On a broader scale, the rising demand for advanced medical products is fueling global growth of the medical device outsourcing market, according to a report released in February by Grand View Research, Inc., a U.S.-based market research and consulting firm. The report estimated the global market for medical device outsourcing will reach $227 billion by 2028, thanks to compound annual growth of 11.2 percent.
Not surprisingly, the contract manufacturing segment is expected to retain its leading position throughout the forecast period, having led the market with a revenue share of 55.4 percent of the global market in 2020. But the market segment that’s expected to grow the fastest over the forecast period is the quality assurance segment.
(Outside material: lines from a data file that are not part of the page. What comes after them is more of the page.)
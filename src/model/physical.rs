//! Physical variants: the finest-grained unit artifact selection chooses between.
//!
//! One configuration may publish several physical variants, e.g. the compiled
//! classes and the sources of the same library. Artifact selection (by
//! classifier, capability or attribute override) picks among these.

use super::artifact::ComponentArtifactMetadata;
use super::attributes::ImmutableAttributes;
use std::cmp::Ordering;
use std::collections::BTreeMap;
use std::fmt;
use std::hash::{Hash, Hasher};
use std::sync::Arc;

/// Stable identifier of a physical variant within a component.
#[derive(Debug, Clone, PartialEq, Eq, Hash, PartialOrd, Ord)]
pub struct VariantResolveId(String);

impl VariantResolveId {
    /// Create an identifier.
    pub fn new(id: impl Into<String>) -> Self {
        Self(id.into())
    }

    /// The identifier as a string slice.
    pub fn as_str(&self) -> &str {
        &self.0
    }
}

impl fmt::Display for VariantResolveId {
    fn fmt(&self, f: &mut fmt::Formatter<'_>) -> fmt::Result {
        f.write_str(&self.0)
    }
}

/// One physical variant: an attribute-tagged, ordered list of artifacts.
///
/// Equality, hashing and ordering use the identifier only.
#[derive(Debug, Clone)]
pub struct VariantResolveMetadata {
    id: VariantResolveId,
    display_name: String,
    attributes: ImmutableAttributes,
    artifacts: Vec<ComponentArtifactMetadata>,
}

impl VariantResolveMetadata {
    /// Create a physical variant.
    pub fn new(
        id: VariantResolveId,
        display_name: impl Into<String>,
        attributes: ImmutableAttributes,
        artifacts: Vec<ComponentArtifactMetadata>,
    ) -> Self {
        Self {
            id,
            display_name: display_name.into(),
            attributes,
            artifacts,
        }
    }

    /// Identifier, unique within the owning component.
    pub fn id(&self) -> &VariantResolveId {
        &self.id
    }

    /// Human-readable name.
    pub fn display_name(&self) -> &str {
        &self.display_name
    }

    /// Attributes of this variant.
    pub fn attributes(&self) -> &ImmutableAttributes {
        &self.attributes
    }

    /// Artifacts in declaration order.
    pub fn artifacts(&self) -> &[ComponentArtifactMetadata] {
        &self.artifacts
    }

    /// Return a copy whose artifacts have been passed through `transform`.
    pub fn map_artifacts<F>(&self, transform: F) -> Self
    where
        F: Fn(ComponentArtifactMetadata) -> ComponentArtifactMetadata,
    {
        Self {
            id: self.id.clone(),
            display_name: self.display_name.clone(),
            attributes: self.attributes.clone(),
            artifacts: self.artifacts.iter().cloned().map(transform).collect(),
        }
    }
}

impl PartialEq for VariantResolveMetadata {
    fn eq(&self, other: &Self) -> bool {
        self.id == other.id
    }
}

impl Eq for VariantResolveMetadata {}

impl Hash for VariantResolveMetadata {
    fn hash<H: Hasher>(&self, state: &mut H) {
        self.id.hash(state);
    }
}

impl PartialOrd for VariantResolveMetadata {
    fn partial_cmp(&self, other: &Self) -> Option<Ordering> {
        Some(self.cmp(other))
    }
}

impl Ord for VariantResolveMetadata {
    fn cmp(&self, other: &Self) -> Ordering {
        self.id.cmp(&other.id)
    }
}

/// An ordered, deduplicated set of physical variants keyed by identifier.
#[derive(Debug, Clone, Default, PartialEq, Eq)]
pub struct VariantSet {
    variants: BTreeMap<VariantResolveId, Arc<VariantResolveMetadata>>,
}

impl VariantSet {
    /// The empty set.
    pub fn new() -> Self {
        Self::default()
    }

    /// Insert a variant. Returns `false` if a variant with the same id was present.
    pub fn insert(&mut self, variant: Arc<VariantResolveMetadata>) -> bool {
        let id = variant.id().clone();
        if self.variants.contains_key(&id) {
            return false;
        }
        self.variants.insert(id, variant);
        true
    }

    /// Return the union of `self` and `other`; `self`'s entries win on id clashes.
    pub fn union(&self, other: &VariantSet) -> VariantSet {
        let mut merged = self.clone();
        merged.extend(other.iter().cloned());
        merged
    }

    /// Whether a variant with `id` is present.
    pub fn contains(&self, id: &VariantResolveId) -> bool {
        self.variants.contains_key(id)
    }

    /// Look up a variant by id.
    pub fn get(&self, id: &VariantResolveId) -> Option<&Arc<VariantResolveMetadata>> {
        self.variants.get(id)
    }

    /// Number of variants.
    pub fn len(&self) -> usize {
        self.variants.len()
    }

    /// Whether the set is empty.
    pub fn is_empty(&self) -> bool {
        self.variants.is_empty()
    }

    /// Iterate in identifier order.
    pub fn iter(&self) -> impl Iterator<Item = &Arc<VariantResolveMetadata>> {
        self.variants.values()
    }

    /// Identifiers in order.
    pub fn ids(&self) -> impl Iterator<Item = &VariantResolveId> {
        self.variants.keys()
    }
}

impl Extend<Arc<VariantResolveMetadata>> for VariantSet {
    fn extend<T: IntoIterator<Item = Arc<VariantResolveMetadata>>>(&mut self, iter: T) {
        for variant in iter {
            self.insert(variant);
        }
    }
}

impl FromIterator<Arc<VariantResolveMetadata>> for VariantSet {
    fn from_iter<T: IntoIterator<Item = Arc<VariantResolveMetadata>>>(iter: T) -> Self {
        let mut set = Self::new();
        set.extend(iter);
        set
    }
}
Currently, contract manufacturers in developed countries are more likely to comply with international standards for quality management systems (QMS) versus those in developing nations, making them a preferred option for outsourced medical device manufacturing. But regulatory changes are anticipated to take effect in developing countries, leading to increased QMS compliance by contract manufacturers while also spurring the growth of consulting services for remediation and compliance. That combination is expected to boost global growth of the medical device outsourcing market, according to the report.
The report went on to say that MedTech leaders have taken extraordinary measures to ramp up manufacturing capacity and capabilities during the pandemic, in an effort to meet soaring demand for critical medical supplies. Now, they are looking outside the boundaries of their sector to explore innovative ways of supplementing capacity, such as through partnerships with firms outside the sector and by open-sourcing designs of equipment.
Meanwhile, U.S. orders for manufacturing technology, including machine tools and related equipment, are rising as manufacturers of medical and other types of equipment continue their efforts to increase capacity and improve productivity. Douglas K. Woods, president of The Association for Manufacturing Technology (AMT), said in a release from AMT that “medical equipment manufacturers increased orders substantially in June, with orders up almost 60 percent compared with the first half of 2020.”
“While manufacturers were in a sprint to produce PPE and ventilators this time last year, we’re seeing more sales of multi-function machines as the items produced are shifting back to components required for delayed elective surgeries,” Woods noted in the release. “According to a paper published at the end of 2020, there could be as much as a 36-month backlog in knee and hip replacement surgeries alone, so manufacturers of these components will continue to be busy into the future.”